### Supplied material
++++

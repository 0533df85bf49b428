//! Turning completed frame payloads into queued domain messages.

use std::fmt;
use std::marker::PhantomData;
use std::sync::Arc;

use serde::de::DeserializeOwned;
use tracing::{debug, warn};

use crate::queue::MessageQueue;
use crate::types::ReceiverError;

/// Maps the text of a payload to a domain message.
pub trait MessageParser: Send + Sync + 'static {
    type Message: Send + 'static;

    fn parse(&self, text: &str) -> Result<Self::Message, ReceiverError>;
}

impl<P: MessageParser> MessageParser for Arc<P> {
    type Message = P::Message;

    fn parse(&self, text: &str) -> Result<Self::Message, ReceiverError> {
        (**self).parse(text)
    }
}

/// Parses payloads as JSON documents deserialized into `M`.
pub struct JsonParser<M> {
    _marker: PhantomData<fn() -> M>,
}

impl<M> JsonParser<M> {
    pub fn new() -> Self {
        Self {
            _marker: PhantomData,
        }
    }
}

impl<M> Default for JsonParser<M> {
    fn default() -> Self {
        Self::new()
    }
}

impl<M> Clone for JsonParser<M> {
    fn clone(&self) -> Self {
        Self::new()
    }
}

impl<M> fmt::Debug for JsonParser<M> {
    fn fmt(&self, f: &mut fmt::Formatter<'_>) -> fmt::Result {
        write!(f, "JsonParser<{}>", std::any::type_name::<M>())
    }
}

impl<M> MessageParser for JsonParser<M>
where
    M: DeserializeOwned + Send + 'static,
{
    type Message = M;

    fn parse(&self, text: &str) -> Result<M, ReceiverError> {
        Ok(serde_json::from_str(text)?)
    }
}

/// Final stage of the pipeline: payload bytes in, queued message out.
pub struct MessageProducer<P: MessageParser> {
    parser: P,
    queue: Arc<MessageQueue<P::Message>>,
}

impl<P: MessageParser> MessageProducer<P> {
    pub fn new(parser: P, queue: Arc<MessageQueue<P::Message>>) -> Self {
        Self { parser, queue }
    }

    /// Decode, validate, parse and enqueue one payload.
    ///
    /// Failures only affect this payload: they are logged and the message is
    /// dropped. Returns whether a message was enqueued.
    pub fn produce(&self, payload: &[u8]) -> bool {
        let text = match std::str::from_utf8(payload) {
            Ok(text) => text,
            Err(e) => {
                warn!(len = payload.len(), "dropping payload that is not valid UTF-8: {}", e);
                return false;
            }
        };

        if text.trim().is_empty() {
            warn!("dropping payload that is empty after trimming");
            return false;
        }

        debug!("received message: {:?}", text);
        let message = match self.parser.parse(text) {
            Ok(message) => message,
            Err(e) => {
                warn!("received message could not be parsed: {}; message: {:?}", e, text);
                return false;
            }
        };

        match self.queue.push(message) {
            Ok(()) => true,
            Err(e) => {
                warn!("dropping parsed message: {}", e);
                false
            }
        }
    }
}
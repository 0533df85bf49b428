//! Protocol constants and error types shared across the crate.

use thiserror::Error;

/// Literal that opens every frame header.
pub const ANSWER_PREFIX: &[u8] = b"ANSWER ";

/// Byte terminating a header, a payload, and the optional blank line.
pub const LINE_BREAK: u8 = b'\n';

/// Default upper bound on a declared payload length (16 MiB).
pub const DEFAULT_MAX_PAYLOAD_LEN: usize = 16 * 1024 * 1024;

/// A byte sequence that cannot be part of a well-formed frame.
///
/// Any violation is fatal for the connection it was read from: the
/// connection is discarded and the listener rebuilt.
#[derive(Debug, Clone, PartialEq, Eq, Error)]
pub enum ProtocolViolation {
    #[error("header does not start with \"ANSWER \" (byte 0x{byte:02x} at position {position})")]
    HeaderMismatch { position: usize, byte: u8 },

    #[error("invalid payload length field: {0:?}")]
    InvalidLength(String),

    #[error("declared payload length {declared} exceeds maximum {max}")]
    PayloadTooLarge { declared: usize, max: usize },

    #[error("frame does not end with a line break (got 0x{0:02x})")]
    MissingEndMarker(u8),
}

/// Errors produced by the receiver.
#[derive(Debug, Error)]
pub enum ReceiverError {
    #[error("I/O error: {0}")]
    Io(#[from] std::io::Error),

    #[error("protocol violation: {0}")]
    Protocol(#[from] ProtocolViolation),

    #[error("JSON error: {0}")]
    Json(#[from] serde_json::Error),

    #[error("message rejected: {0}")]
    Parse(String),

    #[error("configuration error: {0}")]
    Config(String),

    #[error("receiver already started")]
    AlreadyStarted,

    #[error("receiver is not running")]
    NotRunning,

    #[error("no async runtime available: {0}")]
    Runtime(#[from] tokio::runtime::TryCurrentError),

    #[error("message queue closed")]
    QueueClosed,
}

impl ReceiverError {
    /// Whether this error ends the current connection rather than a single message.
    pub fn is_protocol_violation(&self) -> bool {
        matches!(self, ReceiverError::Protocol(_))
    }
}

++++

### Task directions
Reproduce, please, every line of the records above without alteration.

### Solution to this exercise
repository 0533df85bf49b428
//! Turning completed frame payloads into queued domain messages.

use std::fmt;
use std::marker::PhantomData;
use std::sync::Arc;

use serde::de::DeserializeOwned;
use tracing::{debug, warn};

use crate::queue::MessageQueue;
use crate::types::ReceiverError;

/// Maps the text of a payload to a domain message.
pub trait MessageParser: Send + Sync + 'static {
    type Message: Send + 'static;

    fn parse(&self, text: &str) -> Result<Self::Message, ReceiverError>;
}

impl<P: MessageParser> MessageParser for Arc<P> {
    type Message = P::Message;

    fn parse(&self, text: &str) -> Result<Self::Message, ReceiverError> {
        (**self).parse(text)
    }
}

/// Parses payloads as JSON documents deserialized into `M`.
pub struct JsonParser<M> {
    _marker: PhantomData<fn() -> M>,
}

impl<M> JsonParser<M> {
    pub fn new() -> Self {
        Self {
            _marker: PhantomData,
        }
    }
}

impl<M> Default for JsonParser<M> {
    fn default() -> Self {
        Self::new()
    }
}

impl<M> Clone for JsonParser<M> {
    fn clone(&self) -> Self {
        Self::new()
    }
}

impl<M> fmt::Debug for JsonParser<M> {
    fn fmt(&self, f: &mut fmt::Formatter<'_>) -> fmt::Result {
        write!(f, "JsonParser<{}>", std::any::type_name::<M>())
    }
}

impl<M> MessageParser for JsonParser<M>
where
    M: DeserializeOwned + Send + 'static,
{
    type Message = M;

    fn parse(&self, text: &str) -> Result<M, ReceiverError> {
        Ok(serde_json::from_str(text)?)
    }
}

/// Final stage of the pipeline: payload bytes in, queued message out.
pub struct MessageProducer<P: MessageParser> {
    parser: P,
    queue: Arc<MessageQueue<P::Message>>,
}

impl<P: MessageParser> MessageProducer<P> {
    pub fn new(parser: P, queue: Arc<MessageQueue<P::Message>>) -> Self {
        Self { parser, queue }
    }

    /// Decode, validate, parse and enqueue one payload.
    ///
    /// Failures only affect this payload: they are logged and the message is
    /// dropped. Returns whether a message was enqueued.
    pub fn produce(&self, payload: &[u8]) -> bool {
        let text = match std::str::from_utf8(payload) {
            Ok(text) => text,
            Err(e) => {
                warn!(len = payload.len(), "dropping payload that is not valid UTF-8: {}", e);
                return false;
            }
        };

        if text.trim().is_empty() {
            warn!("dropping payload that is empty after trimming");
            return false;
        }

        debug!("received message: {:?}", text);
        let message = match self.parser.parse(text) {
            Ok(message) => message,
            Err(e) => {
                warn!("received message could not be parsed: {}; message: {:?}", e, text);
                return false;
            }
        };

        match self.queue.push(message) {
            Ok(()) => true,
            Err(e) => {
                warn!("dropping parsed message: {}", e);
                false
            }
        }
    }
}
repository 0533df85bf49b428
//! Protocol constants and error types shared across the crate.

use thiserror::Error;

/// Literal that opens every frame header.
pub const ANSWER_PREFIX: &[u8] = b"ANSWER ";

/// Byte terminating a header, a payload, and the optional blank line.
pub const LINE_BREAK: u8 = b'\n';

/// Default upper bound on a declared payload length (16 MiB).
pub const DEFAULT_MAX_PAYLOAD_LEN: usize = 16 * 1024 * 1024;

/// A byte sequence that cannot be part of a well-formed frame.
///
/// Any violation is fatal for the connection it was read from: the
/// connection is discarded and the listener rebuilt.
#[derive(Debug, Clone, PartialEq, Eq, Error)]
pub enum ProtocolViolation {
    #[error("header does not start with \"ANSWER \" (byte 0x{byte:02x} at position {position})")]
    HeaderMismatch { position: usize, byte: u8 },

    #[error("invalid payload length field: {0:?}")]
    InvalidLength(String),

    #[error("declared payload length {declared} exceeds maximum {max}")]
    PayloadTooLarge { declared: usize, max: usize },

    #[error("frame does not end with a line break (got 0x{0:02x})")]
    MissingEndMarker(u8),
}

/// Errors produced by the receiver.
#[derive(Debug, Error)]
pub enum ReceiverError {
    #[error("I/O error: {0}")]
    Io(#[from] std::io::Error),

    #[error("protocol violation: {0}")]
    Protocol(#[from] ProtocolViolation),

    #[error("JSON error: {0}")]
    Json(#[from] serde_json::Error),

    #[error("message rejected: {0}")]
    Parse(String),

    #[error("configuration error: {0}")]
    Config(String),

    #[error("receiver already started")]
    AlreadyStarted,

    #[error("receiver is not running")]
    NotRunning,

    #[error("no async runtime available: {0}")]
    Runtime(#[from] tokio::runtime::TryCurrentError),

    #[error("message queue closed")]
    QueueClosed,
}

impl ReceiverError {
    /// Whether this error ends the current connection rather than a single message.
    pub fn is_protocol_violation(&self) -> bool {
        matches!(self, ReceiverError::Protocol(_))
    }
}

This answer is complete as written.